“In Nanjing, historical emotions linger in the air like bacteria. In this scholarly city, you can feel everything that is contained in art without even looking into the themes of art; you can discover the details of art without ever thinking about its forms.” -Qi Lan
I cannot consider myself a Nanjing dweller, as my experiences in the city have always been limited to a few days at most. For three years of my life, I lived two hours west of this noble city in nearby Wuhu. Throughout those years, as much as I loved Wuhu, there was an ever present longing to understand and experience that great capital city.
I remember my first time to Nanjing, coming up over the elevated highway to view her imposing wall on my right in contrast to a quiet park on my left with miniature bridges and impressive pillars bearing the Chimera-like creature that has come to symbolize the spirit of the city. In front of me opened up China’s trademark housing projects; rows of modern apartments and business buildings. In the distance I spotted Nanjing’s TV tower by the Yangzi.
My father emailed me shortly after that visit to remind me of my grandparent’s short stay in the city after World War II. Nanjing was to be their permanent home after many war-torn years of wandering. Had it not been for the events of 1949, my father and mother might have been born there. Rumor has it my second aunt on my mother’s side was born in Nanjing. He told me that he found it interesting that I had returned to the city a generation after my grandfather left it.
One of my first peer friends in Wuhu was a child of Nanjing, and he appeared to fit all the stereotypes I’d eventually come to learn about the city. He was a young twenty-something musician and scholar, sensitive and idealistic, upright but insecure. With a long, clean face and a short, lean, sturdy build, he exuded a pre-tense of modernity while simultaneously marked by tradition. He worked started as a music teacher for Anhui Normal the same year I began teaching with hopes of improving Anhui’s musical programs as a whole. He taught and researched global music ethnocology, was into the newest fashions and trends: a spittin’ image of the new Chinese yuppie scholar with global interests and aspirations. But if you asked him where his hopes were planted, he would probably tell you he wanted a true and authentic revival of the classical Chinese spirit of music.
I had the privilege of attending this friend’s wedding where I met many of his other Nanjing townfellows. One of them, drunk no less, learned my family was from Taiwan. He put his arm around me and mumbled with pride, “You know, people in Taiwan still see Nanjing as the capital of the new China.” He paused for a second, groggily considering his next thought. “And, you know, we Nanjing people, we remember that too.”
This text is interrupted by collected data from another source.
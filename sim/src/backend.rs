// Copyright (c) 2022-2023 The MobileCoin Foundation

//! In-memory access backend
//!
//! Cards are created with no remaining opens, so a newly enrolled card is
//! denied until an operator grants it opens (or unlimited access with
//! [UNLIMITED_OPENS]). Each granted check consumes one open.

use std::{
    collections::HashMap,
    sync::{Arc, Mutex, MutexGuard},
};

use log::{debug, warn};

use lockbox_core::{
    api::{is_granted, AccessService, STATUS_NO_CONTENT},
    CardIdentity,
};

use crate::SimError;

/// Remaining opens value granting unlimited access
pub const UNLIMITED_OPENS: i64 = -1;

/// Status for rejected requests
const STATUS_BAD_REQUEST: u16 = 400;

/// Card records keyed by identity
#[derive(Clone, PartialEq, Debug, Default)]
pub struct Backend {
    cards: HashMap<CardIdentity, i64>,
}

impl Backend {
    /// Create a backend with the provided cards and remaining opens
    pub fn with_cards(cards: impl IntoIterator<Item = (CardIdentity, i64)>) -> Self {
        Self {
            cards: cards.into_iter().collect(),
        }
    }

    /// Enroll a new card, returning the response status
    pub fn create(&mut self, identity: &CardIdentity) -> u16 {
        if self.cards.contains_key(identity) {
            debug!("card {} already exists", identity);
            return STATUS_BAD_REQUEST;
        }

        debug!("created card {}", identity);
        self.cards.insert(*identity, 0);

        STATUS_NO_CONTENT
    }

    /// Use a card, returning the response status
    pub fn use_card(&mut self, identity: &CardIdentity) -> u16 {
        let opens = match self.cards.get_mut(identity) {
            Some(v) => v,
            None => {
                debug!("unknown card {}", identity);
                return STATUS_BAD_REQUEST;
            }
        };

        match *opens {
            UNLIMITED_OPENS => STATUS_NO_CONTENT,
            n if n > 0 => {
                *opens = n - 1;
                STATUS_NO_CONTENT
            }
            _ => {
                debug!("card {} has no opens remaining", identity);
                STATUS_BAD_REQUEST
            }
        }
    }

    /// Set remaining opens for a card, creating it if required
    pub fn set_opens(&mut self, identity: &CardIdentity, opens: i64) {
        self.cards.insert(*identity, opens);
    }

    /// Fetch remaining opens for a card
    pub fn remaining_opens(&self, identity: &CardIdentity) -> Option<i64> {
        self.cards.get(identity).copied()
    }

    /// Number of known cards
    pub fn len(&self) -> usize {
        self.cards.len()
    }

    pub fn is_empty(&self) -> bool {
        self.cards.is_empty()
    }
}

/// [Backend] shared between services and servers
#[derive(Clone, Debug, Default)]
pub struct SharedBackend(Arc<Mutex<Backend>>);

impl SharedBackend {
    pub fn new(backend: Backend) -> Self {
        Self(Arc::new(Mutex::new(backend)))
    }

    /// Lock the backend for access
    pub fn lock(&self) -> MutexGuard<'_, Backend> {
        // Backend state is always consistent so poisoning is ignored
        self.0.lock().unwrap_or_else(|e| e.into_inner())
    }
}

/// Service calls recorded by [SimService]
#[derive(Copy, Clone, PartialEq, Debug)]
pub enum Call {
    Enroll(CardIdentity),
    CheckAccess(CardIdentity),
}

/// In-process [AccessService] backed by a [SharedBackend]
#[derive(Clone, Debug, Default)]
pub struct SimService {
    backend: SharedBackend,
    calls: Vec<Call>,
    offline: bool,
}

impl SimService {
    /// Create a service over the provided backend
    pub fn new(backend: SharedBackend) -> Self {
        Self {
            backend,
            calls: vec![],
            offline: false,
        }
    }

    /// Create a service where every request fails in transport
    pub fn offline() -> Self {
        Self {
            offline: true,
            ..Default::default()
        }
    }

    /// Underlying backend
    pub fn backend(&self) -> &SharedBackend {
        &self.backend
    }

    /// Calls received since creation
    pub fn calls(&self) -> &[Call] {
        &self.calls
    }
}

impl AccessService for SimService {
    type Error = SimError;

    fn enroll(&mut self, identity: &CardIdentity) -> Result<(), Self::Error> {
        self.calls.push(Call::Enroll(*identity));

        if self.offline {
            return Err(SimError::Unavailable);
        }

        let _ = self.backend.lock().create(identity);

        Ok(())
    }

    fn check_access(&mut self, identity: &CardIdentity) -> bool {
        self.calls.push(Call::CheckAccess(*identity));

        if self.offline {
            warn!("check access failed: {}", SimError::Unavailable);
            return false;
        }

        is_granted(self.backend.lock().use_card(identity))
    }
}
Dare I say it, I see Nanjing as a spiritual home of mine. I fully understand that it is an idealized home, given my lack of real experience. In another time or story, I might have been one of her many poets or scholars, or the spoiled grandson of an official; Ming, KMT, or otherwise. Or even a callous farmer on the fertile lands along the long river, or an undignified fisherman. It would not matter: I imagine I would have thrived with either the scholar’s brush or the peasant's plow.
I imagine this because, though I do not know Nanjing as well as I would like, I know myself; and the many adjectives I have heard used to address the city I find resonance with, whether positive or negative. It’s historical tones, traditional posture, and reflective habits expressed through scholarship and ideals, ironed out through many cycles of destruction and reconstruction. Romantically poetic in its unrealized hopes yet staunchly realistic in its sufferings, Nanjing’s unbridled nostalgia betrays its desires for modernity, her sensitivities always lead it toward a quietness that those seeking hustle-bustle play and power cannot understand nor tolerate.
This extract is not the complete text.